» Material shown

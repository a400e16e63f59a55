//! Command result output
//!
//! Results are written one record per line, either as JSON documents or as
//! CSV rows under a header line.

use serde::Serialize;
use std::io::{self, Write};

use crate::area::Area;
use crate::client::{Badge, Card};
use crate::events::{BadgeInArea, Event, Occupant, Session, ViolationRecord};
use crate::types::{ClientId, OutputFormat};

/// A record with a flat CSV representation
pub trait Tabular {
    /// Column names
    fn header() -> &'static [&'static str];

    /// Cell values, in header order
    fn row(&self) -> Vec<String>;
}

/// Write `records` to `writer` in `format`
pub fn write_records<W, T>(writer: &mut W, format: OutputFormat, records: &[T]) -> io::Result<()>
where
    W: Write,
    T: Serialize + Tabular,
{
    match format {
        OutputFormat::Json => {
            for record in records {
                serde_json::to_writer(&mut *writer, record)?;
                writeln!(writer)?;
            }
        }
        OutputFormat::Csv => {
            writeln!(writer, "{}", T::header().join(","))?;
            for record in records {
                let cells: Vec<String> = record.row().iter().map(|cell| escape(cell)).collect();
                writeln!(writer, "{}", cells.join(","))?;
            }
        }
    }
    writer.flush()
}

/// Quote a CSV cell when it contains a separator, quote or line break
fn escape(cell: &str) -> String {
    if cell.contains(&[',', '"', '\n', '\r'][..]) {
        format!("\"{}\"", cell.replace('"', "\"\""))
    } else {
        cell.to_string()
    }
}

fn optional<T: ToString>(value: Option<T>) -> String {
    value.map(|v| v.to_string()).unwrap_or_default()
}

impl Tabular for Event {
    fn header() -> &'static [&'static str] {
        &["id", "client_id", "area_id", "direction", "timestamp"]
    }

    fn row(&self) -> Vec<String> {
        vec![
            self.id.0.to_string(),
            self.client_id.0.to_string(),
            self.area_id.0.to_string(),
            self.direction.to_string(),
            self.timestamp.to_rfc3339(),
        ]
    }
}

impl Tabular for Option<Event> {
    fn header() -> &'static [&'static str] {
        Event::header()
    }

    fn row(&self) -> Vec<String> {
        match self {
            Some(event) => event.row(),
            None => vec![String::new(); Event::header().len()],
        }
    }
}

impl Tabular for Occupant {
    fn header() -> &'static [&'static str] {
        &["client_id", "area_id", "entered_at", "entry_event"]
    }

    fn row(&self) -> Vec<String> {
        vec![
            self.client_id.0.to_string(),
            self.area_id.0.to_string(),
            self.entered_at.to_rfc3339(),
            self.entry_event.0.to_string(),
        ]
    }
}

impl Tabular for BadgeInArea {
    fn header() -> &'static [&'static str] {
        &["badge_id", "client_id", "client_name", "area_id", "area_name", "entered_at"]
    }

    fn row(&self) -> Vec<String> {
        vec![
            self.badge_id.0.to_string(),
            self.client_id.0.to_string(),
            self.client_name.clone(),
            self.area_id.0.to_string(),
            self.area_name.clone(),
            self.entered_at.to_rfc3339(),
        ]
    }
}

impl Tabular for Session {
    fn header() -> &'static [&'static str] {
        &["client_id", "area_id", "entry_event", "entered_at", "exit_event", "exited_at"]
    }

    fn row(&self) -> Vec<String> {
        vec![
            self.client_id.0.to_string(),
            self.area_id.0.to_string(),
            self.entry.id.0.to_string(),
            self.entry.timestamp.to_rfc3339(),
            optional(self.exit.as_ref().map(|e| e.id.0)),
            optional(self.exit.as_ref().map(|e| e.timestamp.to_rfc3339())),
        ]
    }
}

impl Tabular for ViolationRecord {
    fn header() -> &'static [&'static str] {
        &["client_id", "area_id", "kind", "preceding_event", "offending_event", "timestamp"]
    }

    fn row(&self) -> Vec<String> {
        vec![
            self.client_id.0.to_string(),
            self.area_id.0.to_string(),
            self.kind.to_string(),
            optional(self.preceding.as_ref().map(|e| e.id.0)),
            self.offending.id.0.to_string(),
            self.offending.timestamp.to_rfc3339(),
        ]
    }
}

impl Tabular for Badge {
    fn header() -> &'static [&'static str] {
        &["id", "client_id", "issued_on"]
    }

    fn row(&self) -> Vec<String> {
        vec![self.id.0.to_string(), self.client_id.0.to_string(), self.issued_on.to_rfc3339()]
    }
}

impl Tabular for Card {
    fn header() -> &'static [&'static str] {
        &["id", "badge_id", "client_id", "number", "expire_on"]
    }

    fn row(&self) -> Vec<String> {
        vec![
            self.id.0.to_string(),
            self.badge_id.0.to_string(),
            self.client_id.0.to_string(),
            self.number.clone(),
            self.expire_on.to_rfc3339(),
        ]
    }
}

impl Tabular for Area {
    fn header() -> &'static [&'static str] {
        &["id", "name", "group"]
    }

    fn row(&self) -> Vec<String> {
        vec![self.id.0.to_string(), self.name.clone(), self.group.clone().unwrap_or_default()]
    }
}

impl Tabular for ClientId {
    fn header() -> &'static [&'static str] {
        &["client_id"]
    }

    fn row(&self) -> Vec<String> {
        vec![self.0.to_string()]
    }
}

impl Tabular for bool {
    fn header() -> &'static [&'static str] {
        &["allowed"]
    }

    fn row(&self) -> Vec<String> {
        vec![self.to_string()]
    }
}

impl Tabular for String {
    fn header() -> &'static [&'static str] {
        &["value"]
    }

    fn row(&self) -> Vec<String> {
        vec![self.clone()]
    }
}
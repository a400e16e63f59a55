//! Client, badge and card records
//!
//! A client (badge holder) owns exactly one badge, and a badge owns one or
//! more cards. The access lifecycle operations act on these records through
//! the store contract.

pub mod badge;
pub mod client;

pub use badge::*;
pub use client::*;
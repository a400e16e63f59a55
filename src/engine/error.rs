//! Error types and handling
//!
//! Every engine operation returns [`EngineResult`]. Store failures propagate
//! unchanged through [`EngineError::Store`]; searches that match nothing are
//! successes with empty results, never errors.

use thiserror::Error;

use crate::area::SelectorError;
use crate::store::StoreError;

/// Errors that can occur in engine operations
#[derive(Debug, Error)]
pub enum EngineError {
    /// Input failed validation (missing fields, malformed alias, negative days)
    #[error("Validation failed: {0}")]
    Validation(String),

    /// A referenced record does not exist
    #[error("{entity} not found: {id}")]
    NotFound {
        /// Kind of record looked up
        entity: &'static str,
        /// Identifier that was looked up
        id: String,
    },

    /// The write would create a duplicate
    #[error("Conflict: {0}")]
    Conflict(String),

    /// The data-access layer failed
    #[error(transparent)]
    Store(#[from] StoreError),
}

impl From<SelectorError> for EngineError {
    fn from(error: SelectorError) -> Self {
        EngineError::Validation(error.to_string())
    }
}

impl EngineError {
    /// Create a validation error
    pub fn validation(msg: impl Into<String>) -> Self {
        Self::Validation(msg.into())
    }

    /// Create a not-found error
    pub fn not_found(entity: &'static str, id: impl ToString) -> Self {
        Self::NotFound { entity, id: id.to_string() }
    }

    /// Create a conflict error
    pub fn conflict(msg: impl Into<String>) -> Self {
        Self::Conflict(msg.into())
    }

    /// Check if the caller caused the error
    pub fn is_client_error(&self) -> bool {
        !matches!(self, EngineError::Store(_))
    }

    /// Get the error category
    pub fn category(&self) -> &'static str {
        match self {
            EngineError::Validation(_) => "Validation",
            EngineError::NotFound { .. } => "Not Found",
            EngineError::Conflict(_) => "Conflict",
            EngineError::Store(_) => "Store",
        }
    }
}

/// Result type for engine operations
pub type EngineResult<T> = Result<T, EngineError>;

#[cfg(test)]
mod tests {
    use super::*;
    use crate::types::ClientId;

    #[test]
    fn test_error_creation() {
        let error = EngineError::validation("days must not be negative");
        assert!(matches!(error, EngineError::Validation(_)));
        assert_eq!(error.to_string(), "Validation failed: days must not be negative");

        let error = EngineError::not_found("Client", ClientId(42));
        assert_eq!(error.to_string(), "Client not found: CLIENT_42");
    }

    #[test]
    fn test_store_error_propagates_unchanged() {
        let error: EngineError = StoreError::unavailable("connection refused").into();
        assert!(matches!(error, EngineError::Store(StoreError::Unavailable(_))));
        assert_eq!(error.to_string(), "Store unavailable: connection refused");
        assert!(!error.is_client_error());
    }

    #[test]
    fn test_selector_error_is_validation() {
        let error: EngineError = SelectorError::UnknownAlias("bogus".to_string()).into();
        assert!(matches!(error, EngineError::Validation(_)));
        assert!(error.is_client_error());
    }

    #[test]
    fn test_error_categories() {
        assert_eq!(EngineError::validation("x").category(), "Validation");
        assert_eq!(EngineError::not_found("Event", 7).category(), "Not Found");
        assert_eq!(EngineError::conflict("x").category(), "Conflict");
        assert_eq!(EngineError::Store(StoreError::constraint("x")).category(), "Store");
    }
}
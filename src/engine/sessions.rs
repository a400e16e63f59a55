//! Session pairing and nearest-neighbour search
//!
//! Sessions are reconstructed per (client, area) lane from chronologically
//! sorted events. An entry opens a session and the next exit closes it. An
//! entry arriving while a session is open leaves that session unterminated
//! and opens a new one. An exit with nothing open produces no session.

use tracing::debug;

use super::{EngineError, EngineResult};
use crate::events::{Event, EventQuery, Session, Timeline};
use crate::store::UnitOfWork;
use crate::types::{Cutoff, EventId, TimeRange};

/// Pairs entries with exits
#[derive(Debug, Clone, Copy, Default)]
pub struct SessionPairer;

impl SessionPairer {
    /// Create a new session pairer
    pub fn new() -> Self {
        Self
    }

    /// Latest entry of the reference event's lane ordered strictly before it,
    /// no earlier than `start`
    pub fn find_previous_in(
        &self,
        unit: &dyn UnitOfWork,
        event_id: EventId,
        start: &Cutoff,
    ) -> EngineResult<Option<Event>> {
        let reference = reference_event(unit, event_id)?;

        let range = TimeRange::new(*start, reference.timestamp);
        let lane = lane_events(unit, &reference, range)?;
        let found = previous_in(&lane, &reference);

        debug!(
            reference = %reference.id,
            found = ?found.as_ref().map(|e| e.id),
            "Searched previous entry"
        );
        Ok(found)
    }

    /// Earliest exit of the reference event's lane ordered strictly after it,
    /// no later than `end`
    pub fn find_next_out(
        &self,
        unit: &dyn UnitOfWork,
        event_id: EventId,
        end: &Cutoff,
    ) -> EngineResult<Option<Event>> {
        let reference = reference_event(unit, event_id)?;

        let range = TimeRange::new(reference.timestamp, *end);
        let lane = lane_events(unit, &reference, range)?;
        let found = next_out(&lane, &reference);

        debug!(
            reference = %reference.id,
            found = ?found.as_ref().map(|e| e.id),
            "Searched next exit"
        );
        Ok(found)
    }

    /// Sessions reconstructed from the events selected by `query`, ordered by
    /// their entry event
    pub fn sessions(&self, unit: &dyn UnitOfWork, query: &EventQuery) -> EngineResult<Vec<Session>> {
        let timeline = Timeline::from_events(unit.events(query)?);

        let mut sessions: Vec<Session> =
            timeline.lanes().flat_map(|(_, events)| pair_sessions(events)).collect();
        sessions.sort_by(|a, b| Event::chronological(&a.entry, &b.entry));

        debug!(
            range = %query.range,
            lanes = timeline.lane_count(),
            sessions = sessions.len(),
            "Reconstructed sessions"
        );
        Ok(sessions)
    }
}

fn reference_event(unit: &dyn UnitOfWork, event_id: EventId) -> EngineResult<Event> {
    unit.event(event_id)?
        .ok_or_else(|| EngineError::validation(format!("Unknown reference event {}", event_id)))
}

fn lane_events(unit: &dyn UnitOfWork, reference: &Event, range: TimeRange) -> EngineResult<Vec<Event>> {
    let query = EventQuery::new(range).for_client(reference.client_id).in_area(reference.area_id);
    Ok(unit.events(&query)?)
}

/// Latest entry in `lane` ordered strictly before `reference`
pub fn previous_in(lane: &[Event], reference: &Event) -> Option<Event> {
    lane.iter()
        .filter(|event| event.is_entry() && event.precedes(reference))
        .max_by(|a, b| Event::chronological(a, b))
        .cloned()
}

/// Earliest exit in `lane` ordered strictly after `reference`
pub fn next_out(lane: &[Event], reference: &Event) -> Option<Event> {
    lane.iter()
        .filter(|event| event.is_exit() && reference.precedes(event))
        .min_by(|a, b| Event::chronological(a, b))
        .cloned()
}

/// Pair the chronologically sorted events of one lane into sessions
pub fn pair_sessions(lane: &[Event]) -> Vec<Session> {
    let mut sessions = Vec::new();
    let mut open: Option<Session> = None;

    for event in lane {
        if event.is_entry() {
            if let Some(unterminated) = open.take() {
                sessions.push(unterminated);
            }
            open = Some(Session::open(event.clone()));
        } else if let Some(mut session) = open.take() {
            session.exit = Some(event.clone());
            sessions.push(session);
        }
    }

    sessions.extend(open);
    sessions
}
---
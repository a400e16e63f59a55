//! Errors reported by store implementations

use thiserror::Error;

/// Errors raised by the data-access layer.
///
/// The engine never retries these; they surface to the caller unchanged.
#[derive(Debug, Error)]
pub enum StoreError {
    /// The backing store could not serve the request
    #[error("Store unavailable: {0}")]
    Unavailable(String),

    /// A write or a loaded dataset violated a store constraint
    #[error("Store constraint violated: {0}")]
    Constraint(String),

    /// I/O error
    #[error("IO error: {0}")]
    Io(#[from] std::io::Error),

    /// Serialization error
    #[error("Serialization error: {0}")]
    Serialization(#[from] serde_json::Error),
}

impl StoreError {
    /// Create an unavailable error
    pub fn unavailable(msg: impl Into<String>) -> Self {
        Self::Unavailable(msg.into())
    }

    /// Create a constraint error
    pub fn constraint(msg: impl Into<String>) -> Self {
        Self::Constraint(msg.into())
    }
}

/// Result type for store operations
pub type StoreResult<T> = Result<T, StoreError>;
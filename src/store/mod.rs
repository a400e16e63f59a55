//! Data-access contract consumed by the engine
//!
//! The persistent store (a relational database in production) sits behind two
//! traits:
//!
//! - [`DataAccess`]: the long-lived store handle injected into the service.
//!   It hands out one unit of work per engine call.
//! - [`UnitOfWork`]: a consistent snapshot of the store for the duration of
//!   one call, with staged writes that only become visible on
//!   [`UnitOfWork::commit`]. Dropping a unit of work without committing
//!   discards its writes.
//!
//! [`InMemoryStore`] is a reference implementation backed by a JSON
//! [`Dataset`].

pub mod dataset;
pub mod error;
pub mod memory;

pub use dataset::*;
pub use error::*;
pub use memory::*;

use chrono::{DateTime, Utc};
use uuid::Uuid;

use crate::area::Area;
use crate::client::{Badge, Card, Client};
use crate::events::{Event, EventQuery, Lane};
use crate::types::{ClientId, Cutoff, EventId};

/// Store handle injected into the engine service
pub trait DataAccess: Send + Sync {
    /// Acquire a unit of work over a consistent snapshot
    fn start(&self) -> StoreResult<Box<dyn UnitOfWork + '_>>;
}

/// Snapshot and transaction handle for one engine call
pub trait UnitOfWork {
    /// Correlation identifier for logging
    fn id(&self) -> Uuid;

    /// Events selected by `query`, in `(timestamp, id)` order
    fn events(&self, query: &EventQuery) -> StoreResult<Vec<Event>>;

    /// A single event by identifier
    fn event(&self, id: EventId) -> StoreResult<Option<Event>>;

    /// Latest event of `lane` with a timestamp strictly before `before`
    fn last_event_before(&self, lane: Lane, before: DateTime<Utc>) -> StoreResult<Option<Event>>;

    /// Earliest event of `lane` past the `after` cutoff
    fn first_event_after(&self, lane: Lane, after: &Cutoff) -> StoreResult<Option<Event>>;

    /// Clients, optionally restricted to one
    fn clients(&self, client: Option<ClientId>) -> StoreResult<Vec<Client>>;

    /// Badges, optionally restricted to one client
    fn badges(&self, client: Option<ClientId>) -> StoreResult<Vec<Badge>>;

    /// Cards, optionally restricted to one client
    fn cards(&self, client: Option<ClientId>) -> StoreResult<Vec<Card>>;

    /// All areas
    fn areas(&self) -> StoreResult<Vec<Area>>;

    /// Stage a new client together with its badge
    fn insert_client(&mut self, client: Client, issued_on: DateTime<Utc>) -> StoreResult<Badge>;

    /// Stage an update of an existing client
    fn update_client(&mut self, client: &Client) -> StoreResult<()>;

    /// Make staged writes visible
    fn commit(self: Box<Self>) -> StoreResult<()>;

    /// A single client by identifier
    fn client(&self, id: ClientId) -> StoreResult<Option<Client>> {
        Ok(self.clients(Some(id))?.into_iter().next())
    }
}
--
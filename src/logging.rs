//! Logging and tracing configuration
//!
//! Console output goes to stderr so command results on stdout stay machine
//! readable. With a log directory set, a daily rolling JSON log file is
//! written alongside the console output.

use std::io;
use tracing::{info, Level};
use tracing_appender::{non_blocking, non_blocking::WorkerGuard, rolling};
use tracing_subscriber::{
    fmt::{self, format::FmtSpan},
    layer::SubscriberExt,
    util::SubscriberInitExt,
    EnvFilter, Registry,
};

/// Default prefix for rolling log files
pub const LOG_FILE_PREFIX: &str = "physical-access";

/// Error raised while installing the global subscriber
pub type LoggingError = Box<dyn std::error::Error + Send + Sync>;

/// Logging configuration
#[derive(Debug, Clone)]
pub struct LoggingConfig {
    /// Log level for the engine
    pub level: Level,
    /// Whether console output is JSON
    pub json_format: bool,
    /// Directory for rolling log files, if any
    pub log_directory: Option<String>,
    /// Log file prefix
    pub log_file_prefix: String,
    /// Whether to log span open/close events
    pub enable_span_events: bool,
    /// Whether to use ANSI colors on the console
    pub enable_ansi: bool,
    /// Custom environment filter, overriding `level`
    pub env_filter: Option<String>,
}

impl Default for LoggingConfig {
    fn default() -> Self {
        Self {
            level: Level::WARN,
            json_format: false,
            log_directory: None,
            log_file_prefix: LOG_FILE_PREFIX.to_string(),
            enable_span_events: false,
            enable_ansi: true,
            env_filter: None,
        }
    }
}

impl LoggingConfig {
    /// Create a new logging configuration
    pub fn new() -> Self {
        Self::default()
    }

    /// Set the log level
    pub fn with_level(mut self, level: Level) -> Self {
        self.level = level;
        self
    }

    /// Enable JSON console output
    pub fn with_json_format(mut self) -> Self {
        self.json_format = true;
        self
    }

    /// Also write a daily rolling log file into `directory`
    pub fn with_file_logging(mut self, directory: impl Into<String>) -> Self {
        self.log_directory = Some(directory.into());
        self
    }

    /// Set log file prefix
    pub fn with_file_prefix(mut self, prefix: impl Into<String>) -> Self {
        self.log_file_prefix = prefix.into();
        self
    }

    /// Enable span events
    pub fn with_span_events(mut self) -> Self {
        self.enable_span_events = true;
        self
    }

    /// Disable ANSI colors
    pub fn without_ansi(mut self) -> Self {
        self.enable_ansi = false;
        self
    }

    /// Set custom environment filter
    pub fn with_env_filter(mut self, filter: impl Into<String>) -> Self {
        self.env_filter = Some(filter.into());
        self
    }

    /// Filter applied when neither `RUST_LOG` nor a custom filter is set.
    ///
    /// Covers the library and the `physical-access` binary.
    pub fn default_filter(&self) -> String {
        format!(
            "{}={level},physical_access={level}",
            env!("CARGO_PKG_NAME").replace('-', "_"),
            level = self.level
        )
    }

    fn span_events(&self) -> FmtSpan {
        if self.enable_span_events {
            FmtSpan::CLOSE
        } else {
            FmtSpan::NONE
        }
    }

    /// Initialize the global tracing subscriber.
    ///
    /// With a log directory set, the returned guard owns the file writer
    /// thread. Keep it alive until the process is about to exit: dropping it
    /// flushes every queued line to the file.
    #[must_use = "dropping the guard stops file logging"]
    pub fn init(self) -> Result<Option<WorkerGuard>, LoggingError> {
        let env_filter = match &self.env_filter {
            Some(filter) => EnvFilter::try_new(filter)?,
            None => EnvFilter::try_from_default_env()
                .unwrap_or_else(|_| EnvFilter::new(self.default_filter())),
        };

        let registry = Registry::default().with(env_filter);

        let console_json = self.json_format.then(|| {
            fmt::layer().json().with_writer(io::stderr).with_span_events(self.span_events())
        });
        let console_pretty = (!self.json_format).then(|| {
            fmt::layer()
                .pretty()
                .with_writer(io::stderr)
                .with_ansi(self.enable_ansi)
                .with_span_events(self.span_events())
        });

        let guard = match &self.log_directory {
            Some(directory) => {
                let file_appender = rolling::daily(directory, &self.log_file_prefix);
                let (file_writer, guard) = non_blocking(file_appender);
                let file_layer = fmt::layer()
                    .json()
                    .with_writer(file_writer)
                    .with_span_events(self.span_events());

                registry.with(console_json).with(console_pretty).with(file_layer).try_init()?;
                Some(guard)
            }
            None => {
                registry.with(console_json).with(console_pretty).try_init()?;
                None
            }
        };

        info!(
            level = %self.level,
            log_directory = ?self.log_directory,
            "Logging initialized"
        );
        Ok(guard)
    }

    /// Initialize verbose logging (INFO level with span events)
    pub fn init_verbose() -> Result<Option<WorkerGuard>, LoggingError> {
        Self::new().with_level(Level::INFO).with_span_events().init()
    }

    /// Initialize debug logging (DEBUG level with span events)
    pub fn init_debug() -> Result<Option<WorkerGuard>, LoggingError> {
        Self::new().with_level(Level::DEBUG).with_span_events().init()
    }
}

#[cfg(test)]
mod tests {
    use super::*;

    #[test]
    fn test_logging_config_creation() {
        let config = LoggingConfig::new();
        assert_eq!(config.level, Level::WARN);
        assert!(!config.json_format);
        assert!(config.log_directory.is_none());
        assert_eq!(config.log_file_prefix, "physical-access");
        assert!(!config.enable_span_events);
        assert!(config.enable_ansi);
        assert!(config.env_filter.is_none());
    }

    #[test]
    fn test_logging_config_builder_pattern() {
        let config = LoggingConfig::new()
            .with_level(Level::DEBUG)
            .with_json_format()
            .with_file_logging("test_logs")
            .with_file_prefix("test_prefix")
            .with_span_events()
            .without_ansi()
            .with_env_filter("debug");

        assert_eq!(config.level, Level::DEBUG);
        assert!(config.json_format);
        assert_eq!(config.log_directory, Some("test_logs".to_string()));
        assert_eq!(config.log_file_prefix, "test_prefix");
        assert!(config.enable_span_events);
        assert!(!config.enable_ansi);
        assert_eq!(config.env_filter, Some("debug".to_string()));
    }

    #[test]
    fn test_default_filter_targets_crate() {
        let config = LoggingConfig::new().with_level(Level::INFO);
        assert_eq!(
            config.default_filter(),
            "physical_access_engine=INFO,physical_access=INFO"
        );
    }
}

» Assigned task
A single number is the answer: the count of lines in the material above that contain "EventQuery".

» Exercise solution
5